Multilocus-Infeasible Map Functions
Kosambi, Carter-Falconer, and Felsenstein map functions are multilocus-infeasible because they can produce negative gametic frequencies.
The Morgan, Haldane, Sturt and generalized map functions are multilocus-feasible.
Haldane is most often used for its simplicity except when linkage is tight, e.g. m << 0.5.
Map Building
How many possible orders are there for k loci?
10 loci can be ordered in over 1 million ways.
The solution is to generate a small number of probably orders and then analyze these few in depth.
Stepwise Approximate Ordering
Use likelihood analysis to order a few markers, say l.

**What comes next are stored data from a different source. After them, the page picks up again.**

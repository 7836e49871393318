//! Layer, Feature-Quellen und der Lade-Vertrag zum Datendienst.

use indexmap::IndexMap;

use super::feature::{Feature, FeatureId, StyleOverride};
use super::geometry::Extent;
use super::spatial::SpatialIndex;
use super::view::resolution_from_scale;
use crate::style::StyleResolver;

/// Lade-Vertrag zum (externen) Datendienst.
///
/// Der Kern parst kein Wire-Format, Implementierungen liefern fertige Features.
pub trait FeatureLoader {
    /// Lädt ein einzelnes Feature. `Ok(None)` wenn es nicht existiert.
    fn fetch_by_id(&self, id: &FeatureId) -> anyhow::Result<Option<Feature>>;

    /// Lädt alle Features eines Layers im Ausschnitt.
    fn fetch_extent(&self, layer: &str, extent: &Extent) -> anyhow::Result<Vec<Feature>>;
}

/// Feature-Sammlung eines Layers, eindeutig nach Identität.
#[derive(Debug, Clone, Default)]
pub struct FeatureSource {
    features: IndexMap<FeatureId, Feature>,
    index: SpatialIndex,
    /// Index veraltet, Abfragen fallen auf lineare Suche zurück
    index_dirty: bool,
    loaded_extents: Vec<Extent>,
}

impl FeatureSource {
    pub fn new() -> Self {
        Self::default()
    }

    pub fn len(&self) -> usize {
        self.features.len()
    }

    pub fn is_empty(&self) -> bool {
        self.features.is_empty()
    }

    /// Fügt ein Feature ein oder ersetzt eines mit gleicher Identität.
    /// Features ohne Identität werden abgelehnt.
    pub fn add_feature(&mut self, feature: Feature) -> bool {
        let Some(id) = feature.id.clone() else {
            log::warn!("Feature ohne Identität kann nicht eingefügt werden");
            return false;
        };
        self.features.insert(id, feature);
        self.index_dirty = true;
        true
    }

    /// Entfernt ein Feature und gibt es zurück.
    pub fn remove_feature(&mut self, id: &FeatureId) -> Option<Feature> {
        let removed = self.features.shift_remove(id);
        if removed.is_some() {
            self.index_dirty = true;
        }
        removed
    }

    pub fn get(&self, id: &FeatureId) -> Option<&Feature> {
        self.features.get(id)
    }

    /// Mutabler Zugriff; markiert den Spatial-Index als veraltet.
    pub fn get_mut(&mut self, id: &FeatureId) -> Option<&mut Feature> {
        let feature = self.features.get_mut(id)?;
        self.index_dirty = true;
        Some(feature)
    }

    /// Zugriff nur auf den Instanzstil; der Spatial-Index bleibt gültig.
    pub fn style_override_mut(&mut self, id: &FeatureId) -> Option<&mut Option<StyleOverride>> {
        self.features.get_mut(id).map(|feature| &mut feature.style_override)
    }

    /// `false`, solange Änderungen noch nicht im Spatial-Index stehen.
    pub fn is_index_current(&self) -> bool {
        !self.index_dirty
    }

    pub fn contains(&self, id: &FeatureId) -> bool {
        self.features.contains_key(id)
    }

    /// Iteriert über alle Features in Einfügereihenfolge.
    pub fn features(&self) -> impl Iterator<Item = &Feature> {
        self.features.values()
    }

    /// Mutabler Iterator; markiert den Spatial-Index als veraltet.
    pub fn features_mut(&mut self) -> impl Iterator<Item = &mut Feature> {
        self.index_dirty = true;
        self.features.values_mut()
    }

    /// Baut den Spatial-Index neu auf.
    pub fn rebuild_index(&mut self) {
        self.index = SpatialIndex::from_extents(
            self.features
                .iter()
                .map(|(id, feature)| (id, feature.geometry.extent())),
        );
        self.index_dirty = false;
        log::debug!("Spatial-Index neu aufgebaut: {} Features", self.index.len());
    }

    /// Baut den Index nur neu, wenn er veraltet ist.
    pub fn ensure_index(&mut self) {
        if self.index_dirty {
            self.rebuild_index();
        }
    }

    /// IDs aller Features, deren Geometrie den Extent schneidet.
    pub fn features_intersecting_extent(&self, extent: &Extent) -> Vec<FeatureId> {
        let candidates: Vec<FeatureId> = if self.index_dirty {
            self.features.keys().cloned().collect()
        } else {
            self.index.intersecting(extent)
        };
        candidates
            .into_iter()
            .filter(|id| {
                self.features
                    .get(id)
                    .is_some_and(|f| f.geometry.intersects_extent(extent))
            })
            .collect()
    }

    /// Übernimmt ein Ladeergebnis als Ganzes und merkt sich den Ausschnitt.
    pub fn apply_loaded(&mut self, extent: Extent, features: Vec<Feature>) -> usize {
        let mut count = 0;
        for feature in features {
            if self.add_feature(feature) {
                count += 1;
            }
        }
        self.loaded_extents.push(extent);
        self.rebuild_index();
        count
    }

    /// Bereits geladene Ausschnitte.
    pub fn loaded_extents(&self) -> &[Extent] {
        &self.loaded_extents
    }

    /// Prüft ob ein Ausschnitt vollständig in einem bereits geladenen liegt.
    pub fn is_loaded(&self, extent: &Extent) -> bool {
        self.loaded_extents.iter().any(|loaded| {
            loaded.contains_point(extent.min) && loaded.contains_point(extent.max)
        })
    }
}

/// Benannter, gestylter Feature-Layer mit Sichtbarkeits-Gating.
#[derive(Debug, Clone)]
pub struct Layer {
    pub name: String,
    pub visible: bool,
    /// Kleinste Auflösung, ab der der Layer gezeichnet wird
    pub min_resolution: f64,
    /// Größte Auflösung, bis zu der der Layer gezeichnet wird
    pub max_resolution: f64,
    pub selectable: bool,
    pub editable: bool,
    pub searchable: bool,
    /// Fachlayer (Rahmen-Selektion nur auf diesen)
    pub operational: bool,
    pub style: StyleResolver,
    pub source: FeatureSource,
}

impl Layer {
    /// Erstellt einen sichtbaren, selektierbaren Fachlayer mit Standardstil.
    pub fn new(name: impl Into<String>) -> Self {
        Self {
            name: name.into(),
            visible: true,
            min_resolution: 0.0,
            max_resolution: f64::INFINITY,
            selectable: true,
            editable: false,
            searchable: false,
            operational: true,
            style: StyleResolver::default(),
            source: FeatureSource::new(),
        }
    }

    /// Builder: setzt die Stilregeln.
    pub fn with_style(mut self, style: StyleResolver) -> Self {
        self.style = style;
        self
    }

    /// Builder: Selektierbarkeit.
    pub fn with_selectable(mut self, selectable: bool) -> Self {
        self.selectable = selectable;
        self
    }

    /// Builder: Editierbarkeit.
    pub fn with_editable(mut self, editable: bool) -> Self {
        self.editable = editable;
        self
    }

    /// Builder: Sichtbarkeit über Maßstäbe (1:min_scale bis 1:max_scale).
    pub fn with_scale_range(mut self, min_scale: f64, max_scale: f64, meters_per_unit: f64) -> Self {
        self.min_resolution = resolution_from_scale(min_scale, meters_per_unit);
        self.max_resolution = resolution_from_scale(max_scale, meters_per_unit);
        self
    }

    /// Layer sichtbar und Auflösung innerhalb `[min_resolution, max_resolution]`.
    pub fn is_visible_at(&self, resolution: f64) -> bool {
        self.visible && resolution >= self.min_resolution && resolution <= self.max_resolution
    }
}

#[cfg(test)]
mod tests {
    use super::*;
    use crate::core::Geometry;
    use glam::DVec2;

    fn point(layer: &str, local: i64, x: f64, y: f64) -> Feature {
        Feature::new(Geometry::Point(DVec2::new(x, y))).with_id(FeatureId::new(layer, local))
    }

    #[test]
    fn source_is_unique_by_identity() {
        let mut source = FeatureSource::new();
        assert!(source.add_feature(point("a", 1, 0.0, 0.0)));
        assert!(source.add_feature(point("a", 1, 5.0, 5.0)));
        assert_eq!(source.len(), 1);
        assert_eq!(
            source.get(&FeatureId::new("a", 1)).map(|f| f.geometry.clone()),
            Some(Geometry::Point(DVec2::new(5.0, 5.0)))
        );
    }

    #[test]
    fn features_without_identity_are_rejected() {
        let mut source = FeatureSource::new();
        assert!(!source.add_feature(Feature::new(Geometry::Point(DVec2::ZERO))));
        assert!(source.is_empty());
    }

    #[test]
    fn extent_query_works_with_stale_and_fresh_index() {
        let mut source = FeatureSource::new();
        source.add_feature(point("a", 1, 0.0, 0.0));
        source.add_feature(point("a", 2, 50.0, 50.0));
        let query = Extent::around(DVec2::ZERO, 1.0);

        assert_eq!(source.features_intersecting_extent(&query), vec![FeatureId::new("a", 1)]);
        source.rebuild_index();
        assert_eq!(source.features_intersecting_extent(&query), vec![FeatureId::new("a", 1)]);
    }

    #[test]
    fn style_changes_keep_index_current() {
        let mut source = FeatureSource::new();
        source.add_feature(point("a", 1, 0.0, 0.0));
        assert!(!source.is_index_current());
        source.ensure_index();

        let id = FeatureId::new("a", 1);
        if let Some(style) = source.style_override_mut(&id) {
            *style = Some(StyleOverride::Selected { previous: None });
        }
        assert!(source.is_index_current());

        source.get_mut(&id);
        assert!(!source.is_index_current());
    }

    #[test]
    fn layer_visibility_is_gated_by_resolution() {
        let mut layer = Layer::new("a");
        layer.min_resolution = 1.0;
        layer.max_resolution = 10.0;
        assert!(layer.is_visible_at(5.0));
        assert!(!layer.is_visible_at(11.0));
        assert!(!layer.is_visible_at(0.5));
        layer.visible = false;
        assert!(!layer.is_visible_at(5.0));
    }
}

Add each additional marker one at a time by considering all l-1 positions for it. Choose the location that results in the highest likelihood.
Number of likelihood evaluations: 3+4+5...+k = (k-2)(k+3)/2.
Pairwise Approximate Ordering
Two point linkage analysis on all pairs of loci to obtain a recombination fraction estimate.
Multidimensional scaling analyses (multivariate exploratory analysis) to find approximate orders.
Final Step – Perfecting Order
Test the likelihood of various reorderings of neigboring groups of loci.
If an tested order has higher likelihood, keep it.
etc...
Disease Mapping
Condition on an ordering of all markers except disease locus.
Calculate a multilocus likelihood for each possible position of the disease locus, call this lx.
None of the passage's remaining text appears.